WHAT YOU HAVE TO DO: Given the records below, would you repeat exactly the lines that begin at the one containing "let pending: PendingTable" and end at the one containing "run_worker(engine, requests_rx, responses_tx))?;", inclusive?

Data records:
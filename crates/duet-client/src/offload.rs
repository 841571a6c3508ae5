//! Request/response bridge to the crypto worker.
//!
//! The worker is a dedicated OS thread that owns the `CryptoEngine` and with
//! it the private key. Callers talk to it only through two queues:
//!
//! ```text
//! invoke() --Request{id, op}--> worker thread --Response{id, result}--> router task
//!    ^                                                                     |
//!    +---------------- oneshot, looked up in the pending table by id ------+
//! ```
//!
//! Ids come from a monotonic counter, so they are unique for the channel's
//! lifetime. A pending entry is removed exactly once: by the router when the
//! reply arrives, or by the caller's guard if the call is dropped first.

use std::collections::HashMap;
use std::sync::atomic::{AtomicU64, Ordering};
use std::sync::{Arc, Mutex, MutexGuard, PoisonError};

use thiserror::Error;
use tokio::sync::{mpsc, oneshot};
use tracing::{debug, trace};

use duet_crypto::{CryptoEngine, CryptoError, CryptoResult};

pub type RequestId = u64;

/// Named operations the worker performs.
#[derive(Debug, Clone, PartialEq, Eq)]
pub enum Operation {
    GenerateKeypair,
    Encrypt { plaintext: String, recipient: String },
    Decrypt { ciphertext: String },
}

impl Operation {
    pub fn name(&self) -> &'static str {
        match self {
            Self::GenerateKeypair => "generate-keypair",
            Self::Encrypt { .. } => "encrypt",
            Self::Decrypt { .. } => "decrypt",
        }
    }
}

#[derive(Debug, Clone, PartialEq, Eq, Error)]
pub enum OffloadError {
    #[error(transparent)]
    Crypto(#[from] CryptoError),

    #[error("crypto worker has stopped")]
    WorkerGone,
}

struct Request {
    id: RequestId,
    op: Operation,
}

struct Response {
    id: RequestId,
    result: CryptoResult<String>,
}

type PendingTable = Arc<Mutex<HashMap<RequestId, oneshot::Sender<CryptoResult<String>>>>>;

fn lock(table: &PendingTable) -> MutexGuard<'_, HashMap<RequestId, oneshot::Sender<CryptoResult<String>>>> {
    table.lock().unwrap_or_else(PoisonError::into_inner)
}

/// Handle to the crypto worker. Cheap to clone; all clones share one worker.
#[derive(Clone)]
pub struct OffloadChannel {
    next_id: Arc<AtomicU64>,
    pending: PendingTable,
    requests: mpsc::UnboundedSender<Request>,
}

impl OffloadChannel {
    /// Start the worker thread and the reply router.
    /// Must be called from within a tokio runtime.
    pub fn spawn<E: CryptoEngine>(engine: E) -> std::io::Result<Self> {
        let (requests_tx, requests_rx) = mpsc::unbounded_channel();
        let (responses_tx, responses_rx) = mpsc::unbounded_channel();
        let pending: PendingTable = Arc::new(Mutex::new(HashMap::new()));

        std::thread::Builder::new()
            .name("duet-crypto".into())
            .spawn(move || run_worker(engine, requests_rx, responses_tx))?;
        tokio::spawn(route_responses(responses_rx, pending.clone()));

        Ok(Self {
            next_id: Arc::new(AtomicU64::new(1)),
            pending,
            requests: requests_tx,
        })
    }

    /// Run `op` on the worker and wait for its correlated reply.
    pub async fn invoke(&self, op: Operation) -> Result<String, OffloadError> {
        let id = self.next_id.fetch_add(1, Ordering::Relaxed);
        let (tx, rx) = oneshot::channel();
        lock(&self.pending).insert(id, tx);
        let _guard = PendingGuard {
            id,
            pending: &self.pending,
        };

        trace!("offload #{} {}", id, op.name());
        self.requests
            .send(Request { id, op })
            .map_err(|_| OffloadError::WorkerGone)?;

        // A worker that dies with our request still queued never replies;
        // its dropped receiver closes the request queue instead.
        let result = tokio::select! {
            biased;
            reply = rx => reply.map_err(|_| OffloadError::WorkerGone)?,
            _ = self.requests.closed() => return Err(OffloadError::WorkerGone),
        };
        Ok(result?)
    }

    /// Generate the keypair and return the encoded public key.
    pub async fn generate_keypair(&self) -> Result<String, OffloadError> {
        self.invoke(Operation::GenerateKeypair).await
    }

    pub async fn encrypt(&self, plaintext: &str, recipient: &str) -> Result<String, OffloadError> {
        self.invoke(Operation::Encrypt {
            plaintext: plaintext.to_string(),
            recipient: recipient.to_string(),
        })
        .await
    }

    pub async fn decrypt(&self, ciphertext: &str) -> Result<String, OffloadError> {
        self.invoke(Operation::Decrypt {
            ciphertext: ciphertext.to_string(),
        })
        .await
    }

    /// Calls still waiting for a reply.
    pub fn pending(&self) -> usize {
        lock(&self.pending).len()
    }
}

/// Deregisters the caller's listener if the call ends before the router
/// fulfils it (cancelled future, worker gone).
struct PendingGuard<'a> {
    id: RequestId,
    pending: &'a PendingTable,
}

impl Drop for PendingGuard<'_> {
    fn drop(&mut self) {
        lock(self.pending).remove(&self.id);
    }
}

fn run_worker<E: CryptoEngine>(
    mut engine: E,
    mut requests: mpsc::UnboundedReceiver<Request>,
    responses: mpsc::UnboundedSender<Response>,
) {
    while let Some(Request { id, op }) = requests.blocking_recv() {
        let result = match op {
            Operation::GenerateKeypair => engine.generate_keypair(),
            Operation::Encrypt {
                plaintext,
                recipient,
            } => engine.encrypt(&plaintext, &recipient),
            Operation::Decrypt { ciphertext } => engine.decrypt(&ciphertext),
        };
        if responses.send(Response { id, result }).is_err() {
            break;
        }
    }
    debug!("crypto worker stopped");
}

async fn route_responses(mut responses: mpsc::UnboundedReceiver<Response>, pending: PendingTable) {
    while let Some(Response { id, result }) = responses.recv().await {
        let waiter = lock(&pending).remove(&id);
        match waiter {
            Some(tx) => {
                let _ = tx.send(result);
            }
            None => trace!("offload #{} reply arrived after its caller left", id),
        }
    }
    // Worker is gone: wake every remaining caller with WorkerGone.
    lock(&pending).clear();
}
use base64::{Engine as _, engine::general_purpose::STANDARD as BASE64};

use crate::encrypt::{open, seal};
use crate::error::{CryptoError, CryptoResult};
use crate::keys::{KeyPair, public_key_from_base64, public_key_to_base64};

/// The public-key encryption capability consumed by the client.
///
/// Keys and ciphertexts cross this boundary as opaque strings. The engine
/// owns the private key; no method returns it.
pub trait CryptoEngine: Send + 'static {
    /// Generate the keypair and return the encoded public half.
    /// Calling again returns the same public key; the keypair lives as long
    /// as the engine.
    fn generate_keypair(&mut self) -> CryptoResult<String>;

    /// Encrypt `plaintext` to an encoded public key.
    fn encrypt(&self, plaintext: &str, recipient_public: &str) -> CryptoResult<String>;

    /// Decrypt a ciphertext addressed to this engine's public key.
    fn decrypt(&self, ciphertext: &str) -> CryptoResult<String>;
}

/// X25519 sealed-box engine. Ciphertexts are base64 of the `encrypt::seal` format.
#[derive(Default)]
pub struct SealedBoxEngine {
    keypair: Option<KeyPair>,
}

impl SealedBoxEngine {
    pub fn new() -> Self {
        Self::default()
    }
}

impl CryptoEngine for SealedBoxEngine {
    fn generate_keypair(&mut self) -> CryptoResult<String> {
        let pair = self.keypair.get_or_insert_with(KeyPair::generate);
        Ok(public_key_to_base64(pair.public()))
    }

    fn encrypt(&self, plaintext: &str, recipient_public: &str) -> CryptoResult<String> {
        let recipient = public_key_from_base64(recipient_public)?;
        let sealed = seal(&recipient, plaintext.as_bytes())?;
        Ok(BASE64.encode(sealed))
    }

    fn decrypt(&self, ciphertext: &str) -> CryptoResult<String> {
        let pair = self.keypair.as_ref().ok_or(CryptoError::NoKeypair)?;
        let sealed = BASE64
            .decode(ciphertext)
            .map_err(|e| CryptoError::MalformedCiphertext(e.to_string()))?;
        let plaintext = open(pair.secret(), &sealed)?;
        String::from_utf8(plaintext).map_err(|_| CryptoError::InvalidUtf8)
    }
}
use thiserror::Error;

/// Failures of a single crypto operation. None of these are fatal to a
/// session; callers scope them to the message that triggered them.
#[derive(Debug, Clone, PartialEq, Eq, Error)]
pub enum CryptoError {
    #[error("malformed public key: {0}")]
    MalformedKey(String),

    #[error("malformed ciphertext: {0}")]
    MalformedCiphertext(String),

    #[error("no keypair has been generated yet")]
    NoKeypair,

    #[error("key derivation failed: {0}")]
    KeyDerivation(String),

    #[error("encryption failed")]
    Encrypt,

    #[error("decryption failed")]
    Decrypt,

    #[error("decrypted text is not valid UTF-8")]
    InvalidUtf8,
}

pub type CryptoResult<T> = Result<T, CryptoError>;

FINISHED TASK:
        let pending: PendingTable = Arc::new(Mutex::new(HashMap::new()));

        std::thread::Builder::new()
            .name("duet-crypto".into())
            .spawn(move || run_worker(engine, requests_rx, responses_tx))?;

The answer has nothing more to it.